── Information given

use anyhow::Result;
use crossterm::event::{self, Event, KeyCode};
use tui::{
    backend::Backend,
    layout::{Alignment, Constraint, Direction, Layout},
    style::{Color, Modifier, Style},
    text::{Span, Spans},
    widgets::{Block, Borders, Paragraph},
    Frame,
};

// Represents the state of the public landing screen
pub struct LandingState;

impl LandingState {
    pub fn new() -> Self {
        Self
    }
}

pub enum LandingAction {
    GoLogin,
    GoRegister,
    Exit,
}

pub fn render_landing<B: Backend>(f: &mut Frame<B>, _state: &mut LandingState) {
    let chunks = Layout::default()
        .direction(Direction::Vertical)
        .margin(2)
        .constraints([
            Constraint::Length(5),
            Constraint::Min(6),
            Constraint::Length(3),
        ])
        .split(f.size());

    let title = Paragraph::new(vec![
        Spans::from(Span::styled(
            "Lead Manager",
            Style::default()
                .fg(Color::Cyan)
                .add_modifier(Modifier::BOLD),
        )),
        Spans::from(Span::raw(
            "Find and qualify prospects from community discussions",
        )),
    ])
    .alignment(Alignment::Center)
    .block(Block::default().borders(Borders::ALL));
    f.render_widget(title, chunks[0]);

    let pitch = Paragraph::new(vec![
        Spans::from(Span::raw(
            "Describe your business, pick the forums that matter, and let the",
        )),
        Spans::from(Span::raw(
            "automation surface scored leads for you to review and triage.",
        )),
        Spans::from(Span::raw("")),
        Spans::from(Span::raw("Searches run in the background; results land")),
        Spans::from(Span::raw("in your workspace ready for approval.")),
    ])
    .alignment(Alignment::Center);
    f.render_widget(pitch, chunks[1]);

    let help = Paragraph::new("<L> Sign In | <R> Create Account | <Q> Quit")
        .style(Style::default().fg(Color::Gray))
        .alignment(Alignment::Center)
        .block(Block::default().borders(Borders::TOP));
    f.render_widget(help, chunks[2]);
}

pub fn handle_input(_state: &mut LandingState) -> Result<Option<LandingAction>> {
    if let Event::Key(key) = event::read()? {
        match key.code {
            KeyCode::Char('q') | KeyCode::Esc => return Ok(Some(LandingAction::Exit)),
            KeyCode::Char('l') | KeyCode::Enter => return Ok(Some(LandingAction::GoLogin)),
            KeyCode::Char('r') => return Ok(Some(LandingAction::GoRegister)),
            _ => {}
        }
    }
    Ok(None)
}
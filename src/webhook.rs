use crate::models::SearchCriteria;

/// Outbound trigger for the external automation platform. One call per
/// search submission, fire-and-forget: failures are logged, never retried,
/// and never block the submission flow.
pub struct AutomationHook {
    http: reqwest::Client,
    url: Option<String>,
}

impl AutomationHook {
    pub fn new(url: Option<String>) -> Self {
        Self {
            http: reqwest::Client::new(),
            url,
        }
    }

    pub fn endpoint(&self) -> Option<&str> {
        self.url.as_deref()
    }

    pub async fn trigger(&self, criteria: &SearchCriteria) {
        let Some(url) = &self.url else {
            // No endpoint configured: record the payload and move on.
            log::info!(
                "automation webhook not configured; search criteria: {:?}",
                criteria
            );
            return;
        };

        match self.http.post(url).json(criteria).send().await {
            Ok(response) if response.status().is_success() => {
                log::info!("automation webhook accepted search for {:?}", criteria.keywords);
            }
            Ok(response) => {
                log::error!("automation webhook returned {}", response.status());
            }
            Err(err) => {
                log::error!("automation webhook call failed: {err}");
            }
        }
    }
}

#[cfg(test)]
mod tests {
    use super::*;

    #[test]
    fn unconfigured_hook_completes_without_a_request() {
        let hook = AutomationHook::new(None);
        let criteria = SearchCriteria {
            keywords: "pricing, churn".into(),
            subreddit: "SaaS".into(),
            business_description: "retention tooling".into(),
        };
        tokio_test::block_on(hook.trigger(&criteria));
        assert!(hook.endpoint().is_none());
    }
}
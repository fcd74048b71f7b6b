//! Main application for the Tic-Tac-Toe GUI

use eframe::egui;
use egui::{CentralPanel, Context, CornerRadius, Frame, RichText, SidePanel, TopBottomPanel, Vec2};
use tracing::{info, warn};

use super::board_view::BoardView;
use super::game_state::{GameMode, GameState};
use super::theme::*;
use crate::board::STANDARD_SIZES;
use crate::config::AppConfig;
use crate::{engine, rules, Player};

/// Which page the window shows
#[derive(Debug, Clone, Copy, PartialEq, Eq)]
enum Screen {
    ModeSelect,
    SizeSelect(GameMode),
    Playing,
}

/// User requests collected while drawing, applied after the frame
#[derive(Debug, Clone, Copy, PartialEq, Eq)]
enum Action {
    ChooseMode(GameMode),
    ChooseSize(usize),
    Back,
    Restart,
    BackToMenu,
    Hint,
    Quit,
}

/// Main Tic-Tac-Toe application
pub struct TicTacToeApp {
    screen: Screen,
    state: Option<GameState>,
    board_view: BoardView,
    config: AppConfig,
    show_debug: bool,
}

────

# [What to work on]
Output the material verbatim, including every line.

# [Solution for this exercise]
use anyhow::Result;
use crossterm::event::{self, Event, KeyCode};
use tui::{
    backend::Backend,
    layout::{Alignment, Constraint, Direction, Layout},
    style::{Color, Modifier, Style},
    text::{Span, Spans},
    widgets::{Block, Borders, Paragraph},
    Frame,
};

// Represents the state of the public landing screen
pub struct LandingState;

impl LandingState {
    pub fn new() -> Self {
        Self
    }
}

pub enum LandingAction {
    GoLogin,
    GoRegister,
    Exit,
}

pub fn render_landing<B: Backend>(f: &mut Frame<B>, _state: &mut LandingState) {
    let chunks = Layout::default()
        .direction(Direction::Vertical)
        .margin(2)
        .constraints([
            Constraint::Length(5),
            Constraint::Min(6),
            Constraint::Length(3),
        ])
        .split(f.size());

    let title = Paragraph::new(vec![
        Spans::from(Span::styled(
            "Lead Manager",
            Style::default()
                .fg(Color::Cyan)
                .add_modifier(Modifier::BOLD),
        )),
        Spans::from(Span::raw(
            "Find and qualify prospects from community discussions",
        )),
    ])
    .alignment(Alignment::Center)
    .block(Block::default().borders(Borders::ALL));
    f.render_widget(title, chunks[0]);

    let pitch = Paragraph::new(vec![
        Spans::from(Span::raw(
            "Describe your business, pick the forums that matter, and let the",
        )),
        Spans::from(Span::raw(
            "automation surface scored leads for you to review and triage.",
        )),
        Spans::from(Span::raw("")),
        Spans::from(Span::raw("Searches run in the background; results land")),
        Spans::from(Span::raw("in your workspace ready for approval.")),
    ])
    .alignment(Alignment::Center);
    f.render_widget(pitch, chunks[1]);

    let help = Paragraph::new("<L> Sign In | <R> Create Account | <Q> Quit")
        .style(Style::default().fg(Color::Gray))
        .alignment(Alignment::Center)
        .block(Block::default().borders(Borders::TOP));
    f.render_widget(help, chunks[2]);
}

pub fn handle_input(_state: &mut LandingState) -> Result<Option<LandingAction>> {
    if let Event::Key(key) = event::read()? {
        match key.code {
            KeyCode::Char('q') | KeyCode::Esc => return Ok(Some(LandingAction::Exit)),
            KeyCode::Char('l') | KeyCode::Enter => return Ok(Some(LandingAction::GoLogin)),
            KeyCode::Char('r') => return Ok(Some(LandingAction::GoRegister)),
            _ => {}
        }
    }
    Ok(None)
}
filename src/webhook.rs
use crate::models::SearchCriteria;

/// Outbound trigger for the external automation platform. One call per
/// search submission, fire-and-forget: failures are logged, never retried,
/// and never block the submission flow.
pub struct AutomationHook {
    http: reqwest::Client,
    url: Option<String>,
}

impl AutomationHook {
    pub fn new(url: Option<String>) -> Self {
        Self {
            http: reqwest::Client::new(),
            url,
        }
    }

    pub fn endpoint(&self) -> Option<&str> {
        self.url.as_deref()
    }

    pub async fn trigger(&self, criteria: &SearchCriteria) {
        let Some(url) = &self.url else {
            // No endpoint configured: record the payload and move on.
            log::info!(
                "automation webhook not configured; search criteria: {:?}",
                criteria
            );
            return;
        };

        match self.http.post(url).json(criteria).send().await {
            Ok(response) if response.status().is_success() => {
                log::info!("automation webhook accepted search for {:?}", criteria.keywords);
            }
            Ok(response) => {
                log::error!("automation webhook returned {}", response.status());
            }
            Err(err) => {
                log::error!("automation webhook call failed: {err}");
            }
        }
    }
}

#[cfg(test)]
mod tests {
    use super::*;

    #[test]
    fn unconfigured_hook_completes_without_a_request() {
        let hook = AutomationHook::new(None);
        let criteria = SearchCriteria {
            keywords: "pricing, churn".into(),
            subreddit: "SaaS".into(),
            business_description: "retention tooling".into(),
        };
        tokio_test::block_on(hook.trigger(&criteria));
        assert!(hook.endpoint().is_none());
    }
}
repository fcd74048b71f7b6b
//! Main application for the Tic-Tac-Toe GUI

use eframe::egui;
use egui::{CentralPanel, Context, CornerRadius, Frame, RichText, SidePanel, TopBottomPanel, Vec2};
use tracing::{info, warn};

use super::board_view::BoardView;
use super::game_state::{GameMode, GameState};
use super::theme::*;
use crate::board::STANDARD_SIZES;
use crate::config::AppConfig;
use crate::{engine, rules, Player};

/// Which page the window shows
#[derive(Debug, Clone, Copy, PartialEq, Eq)]
enum Screen {
    ModeSelect,
    SizeSelect(GameMode),
    Playing,
}

/// User requests collected while drawing, applied after the frame
#[derive(Debug, Clone, Copy, PartialEq, Eq)]
enum Action {
    ChooseMode(GameMode),
    ChooseSize(usize),
    Back,
    Restart,
    BackToMenu,
    Hint,
    Quit,
}

/// Main Tic-Tac-Toe application
pub struct TicTacToeApp {
    screen: Screen,
    state: Option<GameState>,
    board_view: BoardView,
    config: AppConfig,
    show_debug: bool,
}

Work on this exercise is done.